◆ EXERCISE PROMPT: Pull every line with the word "builder" out of the entries below.

Data entries

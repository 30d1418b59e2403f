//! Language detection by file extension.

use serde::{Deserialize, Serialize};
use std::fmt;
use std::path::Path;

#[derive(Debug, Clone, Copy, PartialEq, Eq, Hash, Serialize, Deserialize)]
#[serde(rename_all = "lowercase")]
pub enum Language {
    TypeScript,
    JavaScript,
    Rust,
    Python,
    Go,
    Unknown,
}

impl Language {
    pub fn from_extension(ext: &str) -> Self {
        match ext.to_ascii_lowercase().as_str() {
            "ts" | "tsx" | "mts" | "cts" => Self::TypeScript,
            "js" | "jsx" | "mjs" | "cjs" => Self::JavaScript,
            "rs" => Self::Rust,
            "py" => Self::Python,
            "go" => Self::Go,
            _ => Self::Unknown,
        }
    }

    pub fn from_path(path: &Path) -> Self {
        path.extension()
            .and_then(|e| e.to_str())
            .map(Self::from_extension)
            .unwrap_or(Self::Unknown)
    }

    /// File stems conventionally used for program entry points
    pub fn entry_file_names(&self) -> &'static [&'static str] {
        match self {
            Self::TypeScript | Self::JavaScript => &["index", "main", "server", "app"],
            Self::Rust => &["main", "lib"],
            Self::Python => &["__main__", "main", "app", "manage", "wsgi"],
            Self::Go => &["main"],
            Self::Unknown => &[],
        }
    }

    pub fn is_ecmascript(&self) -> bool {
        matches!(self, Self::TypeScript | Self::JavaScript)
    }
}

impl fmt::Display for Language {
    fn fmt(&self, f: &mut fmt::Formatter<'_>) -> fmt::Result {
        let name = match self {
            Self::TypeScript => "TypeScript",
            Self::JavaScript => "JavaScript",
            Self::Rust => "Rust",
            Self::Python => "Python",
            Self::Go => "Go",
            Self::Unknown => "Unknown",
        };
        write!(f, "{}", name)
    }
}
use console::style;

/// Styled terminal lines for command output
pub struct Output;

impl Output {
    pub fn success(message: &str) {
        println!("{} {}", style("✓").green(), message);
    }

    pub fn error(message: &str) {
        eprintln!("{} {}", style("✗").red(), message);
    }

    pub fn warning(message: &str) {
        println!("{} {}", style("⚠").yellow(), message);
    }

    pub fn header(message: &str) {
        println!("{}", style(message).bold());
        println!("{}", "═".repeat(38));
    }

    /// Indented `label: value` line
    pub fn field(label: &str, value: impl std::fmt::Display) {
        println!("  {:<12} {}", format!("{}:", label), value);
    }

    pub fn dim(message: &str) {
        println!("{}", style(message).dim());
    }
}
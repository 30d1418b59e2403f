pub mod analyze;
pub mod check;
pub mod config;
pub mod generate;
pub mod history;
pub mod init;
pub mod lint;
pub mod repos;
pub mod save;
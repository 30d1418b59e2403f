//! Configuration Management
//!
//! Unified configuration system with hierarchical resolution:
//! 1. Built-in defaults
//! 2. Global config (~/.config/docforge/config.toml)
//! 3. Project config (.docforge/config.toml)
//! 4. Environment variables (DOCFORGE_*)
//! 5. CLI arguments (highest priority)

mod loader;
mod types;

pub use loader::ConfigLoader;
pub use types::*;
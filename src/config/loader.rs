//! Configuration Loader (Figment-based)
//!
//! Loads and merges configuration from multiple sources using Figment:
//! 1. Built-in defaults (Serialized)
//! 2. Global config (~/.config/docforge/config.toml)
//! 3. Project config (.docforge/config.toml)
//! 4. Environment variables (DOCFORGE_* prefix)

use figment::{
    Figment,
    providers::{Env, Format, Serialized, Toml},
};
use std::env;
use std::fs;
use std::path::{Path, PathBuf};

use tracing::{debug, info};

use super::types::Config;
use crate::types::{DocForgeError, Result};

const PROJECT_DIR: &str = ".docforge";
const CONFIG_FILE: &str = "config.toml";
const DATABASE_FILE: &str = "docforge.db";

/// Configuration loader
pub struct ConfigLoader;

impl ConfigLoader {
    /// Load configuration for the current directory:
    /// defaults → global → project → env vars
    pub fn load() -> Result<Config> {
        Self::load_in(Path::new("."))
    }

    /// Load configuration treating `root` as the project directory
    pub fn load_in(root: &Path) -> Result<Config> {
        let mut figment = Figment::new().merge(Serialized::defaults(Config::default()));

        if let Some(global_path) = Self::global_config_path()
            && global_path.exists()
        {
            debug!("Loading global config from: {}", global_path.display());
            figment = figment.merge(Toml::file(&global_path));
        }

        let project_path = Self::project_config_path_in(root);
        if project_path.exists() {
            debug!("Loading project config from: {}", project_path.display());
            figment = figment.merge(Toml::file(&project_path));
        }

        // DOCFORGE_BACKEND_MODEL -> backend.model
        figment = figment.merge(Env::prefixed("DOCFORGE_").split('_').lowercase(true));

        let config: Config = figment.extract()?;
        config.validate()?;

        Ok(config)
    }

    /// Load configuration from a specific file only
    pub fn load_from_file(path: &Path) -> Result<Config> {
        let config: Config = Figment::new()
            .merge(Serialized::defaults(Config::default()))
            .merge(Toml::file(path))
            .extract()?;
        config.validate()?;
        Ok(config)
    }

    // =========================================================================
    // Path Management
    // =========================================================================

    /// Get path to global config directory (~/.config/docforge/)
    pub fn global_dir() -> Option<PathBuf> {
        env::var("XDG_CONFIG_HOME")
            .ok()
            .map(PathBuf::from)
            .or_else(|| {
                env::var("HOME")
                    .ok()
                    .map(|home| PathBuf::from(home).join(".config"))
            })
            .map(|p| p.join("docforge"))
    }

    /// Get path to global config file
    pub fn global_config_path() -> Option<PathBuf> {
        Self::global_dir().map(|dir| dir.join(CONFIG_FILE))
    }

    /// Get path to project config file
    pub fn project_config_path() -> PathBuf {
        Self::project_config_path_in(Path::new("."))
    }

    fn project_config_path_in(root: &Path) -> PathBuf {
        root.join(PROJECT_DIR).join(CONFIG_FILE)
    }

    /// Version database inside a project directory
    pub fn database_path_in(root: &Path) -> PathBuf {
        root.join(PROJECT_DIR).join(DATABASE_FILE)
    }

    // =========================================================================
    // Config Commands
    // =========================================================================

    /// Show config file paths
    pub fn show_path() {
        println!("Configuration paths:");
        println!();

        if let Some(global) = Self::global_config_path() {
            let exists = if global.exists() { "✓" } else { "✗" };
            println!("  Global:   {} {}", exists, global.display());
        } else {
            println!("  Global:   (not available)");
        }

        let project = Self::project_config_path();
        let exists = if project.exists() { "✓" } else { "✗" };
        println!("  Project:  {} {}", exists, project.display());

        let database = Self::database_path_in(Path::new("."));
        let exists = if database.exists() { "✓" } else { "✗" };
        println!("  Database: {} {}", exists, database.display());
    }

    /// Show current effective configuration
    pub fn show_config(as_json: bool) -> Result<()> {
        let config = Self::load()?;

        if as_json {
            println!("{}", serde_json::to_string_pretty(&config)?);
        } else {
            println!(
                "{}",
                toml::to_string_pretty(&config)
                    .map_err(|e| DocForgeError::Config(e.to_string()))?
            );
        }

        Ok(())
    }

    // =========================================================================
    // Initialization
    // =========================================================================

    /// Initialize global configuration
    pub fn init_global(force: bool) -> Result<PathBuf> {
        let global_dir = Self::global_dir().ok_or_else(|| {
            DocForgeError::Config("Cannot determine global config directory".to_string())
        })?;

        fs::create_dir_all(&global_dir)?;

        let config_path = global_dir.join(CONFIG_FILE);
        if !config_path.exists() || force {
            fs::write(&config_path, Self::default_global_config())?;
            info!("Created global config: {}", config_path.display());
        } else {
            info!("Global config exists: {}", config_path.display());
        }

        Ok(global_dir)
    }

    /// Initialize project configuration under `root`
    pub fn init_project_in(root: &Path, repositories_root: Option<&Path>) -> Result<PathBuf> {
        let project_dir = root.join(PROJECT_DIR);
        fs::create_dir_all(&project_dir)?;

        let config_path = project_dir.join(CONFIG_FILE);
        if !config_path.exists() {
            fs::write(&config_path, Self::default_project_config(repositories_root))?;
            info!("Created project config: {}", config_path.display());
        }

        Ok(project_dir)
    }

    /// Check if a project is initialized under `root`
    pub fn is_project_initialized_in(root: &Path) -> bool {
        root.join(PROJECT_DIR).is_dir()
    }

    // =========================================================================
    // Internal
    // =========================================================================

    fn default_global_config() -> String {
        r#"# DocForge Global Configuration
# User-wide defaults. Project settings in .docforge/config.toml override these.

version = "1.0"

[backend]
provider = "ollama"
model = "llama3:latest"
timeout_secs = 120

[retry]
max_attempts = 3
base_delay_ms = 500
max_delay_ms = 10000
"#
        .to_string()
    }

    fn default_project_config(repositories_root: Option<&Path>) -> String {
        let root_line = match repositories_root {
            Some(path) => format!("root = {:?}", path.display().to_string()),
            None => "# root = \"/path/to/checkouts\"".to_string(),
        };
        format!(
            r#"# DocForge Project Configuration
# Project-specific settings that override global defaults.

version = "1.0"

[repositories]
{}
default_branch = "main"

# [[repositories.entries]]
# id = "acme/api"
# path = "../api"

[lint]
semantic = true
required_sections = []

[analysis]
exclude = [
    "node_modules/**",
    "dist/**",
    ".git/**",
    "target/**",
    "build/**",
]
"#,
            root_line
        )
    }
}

==

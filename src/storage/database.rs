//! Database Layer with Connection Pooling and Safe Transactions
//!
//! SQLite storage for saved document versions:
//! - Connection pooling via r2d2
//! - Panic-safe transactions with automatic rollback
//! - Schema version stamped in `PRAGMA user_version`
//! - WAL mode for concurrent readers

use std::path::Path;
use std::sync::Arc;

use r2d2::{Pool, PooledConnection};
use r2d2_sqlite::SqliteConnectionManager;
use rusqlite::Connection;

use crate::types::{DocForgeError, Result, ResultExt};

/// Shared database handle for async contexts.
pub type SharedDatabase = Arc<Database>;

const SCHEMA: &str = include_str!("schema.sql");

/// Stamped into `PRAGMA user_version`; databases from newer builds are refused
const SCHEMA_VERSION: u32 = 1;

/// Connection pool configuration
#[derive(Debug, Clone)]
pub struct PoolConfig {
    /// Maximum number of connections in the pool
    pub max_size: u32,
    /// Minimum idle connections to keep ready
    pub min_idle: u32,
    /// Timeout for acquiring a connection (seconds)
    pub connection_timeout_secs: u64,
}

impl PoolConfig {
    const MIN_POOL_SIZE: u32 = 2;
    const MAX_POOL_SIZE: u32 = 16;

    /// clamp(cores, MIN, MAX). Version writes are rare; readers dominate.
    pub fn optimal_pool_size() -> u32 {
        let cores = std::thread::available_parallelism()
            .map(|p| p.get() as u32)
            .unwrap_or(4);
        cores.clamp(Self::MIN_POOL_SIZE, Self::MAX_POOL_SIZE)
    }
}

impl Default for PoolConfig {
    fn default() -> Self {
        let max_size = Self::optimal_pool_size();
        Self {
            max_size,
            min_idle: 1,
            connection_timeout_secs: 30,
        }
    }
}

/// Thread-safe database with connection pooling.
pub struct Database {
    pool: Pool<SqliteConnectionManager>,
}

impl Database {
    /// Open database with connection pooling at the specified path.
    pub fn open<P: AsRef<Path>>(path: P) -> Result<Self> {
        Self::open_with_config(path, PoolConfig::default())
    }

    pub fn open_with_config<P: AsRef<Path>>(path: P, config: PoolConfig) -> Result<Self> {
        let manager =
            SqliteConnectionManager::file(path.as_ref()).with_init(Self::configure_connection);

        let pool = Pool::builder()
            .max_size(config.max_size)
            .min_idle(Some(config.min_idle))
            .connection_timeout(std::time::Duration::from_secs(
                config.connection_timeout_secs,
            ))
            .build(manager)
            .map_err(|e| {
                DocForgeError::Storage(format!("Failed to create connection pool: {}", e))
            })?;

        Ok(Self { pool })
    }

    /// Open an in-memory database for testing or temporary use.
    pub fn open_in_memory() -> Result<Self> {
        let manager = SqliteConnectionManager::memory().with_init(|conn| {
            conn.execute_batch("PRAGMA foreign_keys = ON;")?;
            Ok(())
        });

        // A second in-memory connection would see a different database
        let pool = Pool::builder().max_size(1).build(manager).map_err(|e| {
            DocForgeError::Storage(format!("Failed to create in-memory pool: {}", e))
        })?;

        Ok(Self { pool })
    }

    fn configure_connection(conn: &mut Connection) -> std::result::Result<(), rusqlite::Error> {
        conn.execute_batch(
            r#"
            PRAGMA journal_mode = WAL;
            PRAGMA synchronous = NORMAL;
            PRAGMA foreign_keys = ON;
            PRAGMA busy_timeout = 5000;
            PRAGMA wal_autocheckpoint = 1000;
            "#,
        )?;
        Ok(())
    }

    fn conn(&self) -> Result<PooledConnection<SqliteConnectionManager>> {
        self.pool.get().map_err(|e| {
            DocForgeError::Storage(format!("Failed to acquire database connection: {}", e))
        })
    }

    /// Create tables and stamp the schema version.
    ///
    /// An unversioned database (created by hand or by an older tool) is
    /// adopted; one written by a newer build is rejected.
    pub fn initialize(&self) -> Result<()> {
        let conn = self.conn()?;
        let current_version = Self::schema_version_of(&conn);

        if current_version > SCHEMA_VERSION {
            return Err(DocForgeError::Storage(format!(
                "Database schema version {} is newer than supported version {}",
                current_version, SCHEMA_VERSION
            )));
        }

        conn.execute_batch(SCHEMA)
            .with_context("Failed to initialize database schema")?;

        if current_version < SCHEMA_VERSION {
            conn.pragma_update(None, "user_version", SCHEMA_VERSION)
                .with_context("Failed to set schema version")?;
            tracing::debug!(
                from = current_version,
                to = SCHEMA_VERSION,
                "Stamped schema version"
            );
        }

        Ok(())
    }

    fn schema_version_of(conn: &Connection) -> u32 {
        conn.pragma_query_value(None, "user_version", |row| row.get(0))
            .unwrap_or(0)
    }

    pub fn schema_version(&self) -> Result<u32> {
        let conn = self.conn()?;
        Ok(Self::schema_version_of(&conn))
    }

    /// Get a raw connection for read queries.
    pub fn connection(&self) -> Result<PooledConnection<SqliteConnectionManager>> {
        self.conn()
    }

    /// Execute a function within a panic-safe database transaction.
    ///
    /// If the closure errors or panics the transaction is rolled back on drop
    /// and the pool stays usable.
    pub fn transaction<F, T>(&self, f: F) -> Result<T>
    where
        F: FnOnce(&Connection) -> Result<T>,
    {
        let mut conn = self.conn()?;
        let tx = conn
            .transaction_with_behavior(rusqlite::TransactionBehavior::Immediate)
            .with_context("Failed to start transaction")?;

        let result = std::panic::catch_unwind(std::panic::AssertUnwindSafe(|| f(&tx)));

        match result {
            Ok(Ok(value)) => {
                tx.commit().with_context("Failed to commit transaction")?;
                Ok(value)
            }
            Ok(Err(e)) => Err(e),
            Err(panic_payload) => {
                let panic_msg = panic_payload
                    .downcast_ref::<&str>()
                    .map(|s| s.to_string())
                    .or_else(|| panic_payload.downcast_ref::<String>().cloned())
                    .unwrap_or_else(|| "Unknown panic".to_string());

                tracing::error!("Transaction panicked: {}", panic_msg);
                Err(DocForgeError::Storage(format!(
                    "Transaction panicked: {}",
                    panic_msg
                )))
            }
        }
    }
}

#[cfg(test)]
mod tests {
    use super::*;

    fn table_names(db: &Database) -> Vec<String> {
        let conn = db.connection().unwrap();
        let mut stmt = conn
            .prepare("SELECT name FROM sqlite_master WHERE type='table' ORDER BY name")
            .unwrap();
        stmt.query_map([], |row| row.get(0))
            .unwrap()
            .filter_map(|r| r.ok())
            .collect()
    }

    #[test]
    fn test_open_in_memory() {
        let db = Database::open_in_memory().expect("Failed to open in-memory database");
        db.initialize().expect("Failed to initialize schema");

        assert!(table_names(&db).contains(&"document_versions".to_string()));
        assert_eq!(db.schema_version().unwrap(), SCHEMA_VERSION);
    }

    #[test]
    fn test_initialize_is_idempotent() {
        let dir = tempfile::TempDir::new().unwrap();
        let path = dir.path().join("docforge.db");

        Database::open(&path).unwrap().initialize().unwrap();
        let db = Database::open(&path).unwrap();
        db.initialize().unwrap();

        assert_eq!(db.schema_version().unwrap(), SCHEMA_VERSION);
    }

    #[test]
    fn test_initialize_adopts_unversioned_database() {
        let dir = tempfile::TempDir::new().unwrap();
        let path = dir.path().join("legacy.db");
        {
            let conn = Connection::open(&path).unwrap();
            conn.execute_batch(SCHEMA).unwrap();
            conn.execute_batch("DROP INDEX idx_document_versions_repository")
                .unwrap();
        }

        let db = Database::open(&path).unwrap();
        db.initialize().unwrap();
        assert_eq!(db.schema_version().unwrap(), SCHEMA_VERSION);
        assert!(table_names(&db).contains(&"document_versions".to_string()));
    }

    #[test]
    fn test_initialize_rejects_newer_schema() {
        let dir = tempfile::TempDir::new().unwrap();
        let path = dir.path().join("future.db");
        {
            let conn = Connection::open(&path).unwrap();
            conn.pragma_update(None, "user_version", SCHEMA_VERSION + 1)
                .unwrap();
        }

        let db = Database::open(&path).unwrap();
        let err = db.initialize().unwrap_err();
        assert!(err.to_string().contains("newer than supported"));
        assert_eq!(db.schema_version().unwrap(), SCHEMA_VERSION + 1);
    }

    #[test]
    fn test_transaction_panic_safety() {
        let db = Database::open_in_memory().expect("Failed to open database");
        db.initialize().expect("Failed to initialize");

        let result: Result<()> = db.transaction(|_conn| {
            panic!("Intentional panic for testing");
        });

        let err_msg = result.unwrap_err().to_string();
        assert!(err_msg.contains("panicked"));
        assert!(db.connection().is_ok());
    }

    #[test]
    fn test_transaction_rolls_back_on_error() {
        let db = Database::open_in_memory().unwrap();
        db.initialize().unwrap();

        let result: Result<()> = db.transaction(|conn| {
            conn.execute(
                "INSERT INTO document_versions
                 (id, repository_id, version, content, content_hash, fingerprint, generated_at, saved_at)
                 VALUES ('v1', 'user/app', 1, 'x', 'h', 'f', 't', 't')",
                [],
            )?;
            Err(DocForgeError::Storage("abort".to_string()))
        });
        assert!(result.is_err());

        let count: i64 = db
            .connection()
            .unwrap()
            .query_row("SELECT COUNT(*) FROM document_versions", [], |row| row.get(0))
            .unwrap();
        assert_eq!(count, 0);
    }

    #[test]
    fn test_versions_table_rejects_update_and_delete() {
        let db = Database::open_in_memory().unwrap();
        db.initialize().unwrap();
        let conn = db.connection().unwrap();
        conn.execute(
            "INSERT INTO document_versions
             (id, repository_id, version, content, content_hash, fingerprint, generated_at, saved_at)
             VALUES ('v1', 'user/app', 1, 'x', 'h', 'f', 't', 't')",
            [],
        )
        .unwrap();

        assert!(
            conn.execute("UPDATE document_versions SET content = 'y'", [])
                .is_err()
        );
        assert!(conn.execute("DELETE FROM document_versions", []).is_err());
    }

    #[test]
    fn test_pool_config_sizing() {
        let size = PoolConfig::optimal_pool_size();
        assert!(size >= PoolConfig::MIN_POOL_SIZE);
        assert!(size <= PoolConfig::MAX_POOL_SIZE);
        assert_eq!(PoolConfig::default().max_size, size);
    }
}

◆ SOLVED PROBLEM:
        let pool = Pool::builder()
        let pool = Pool::builder().max_size(1).build(manager).map_err(|e| {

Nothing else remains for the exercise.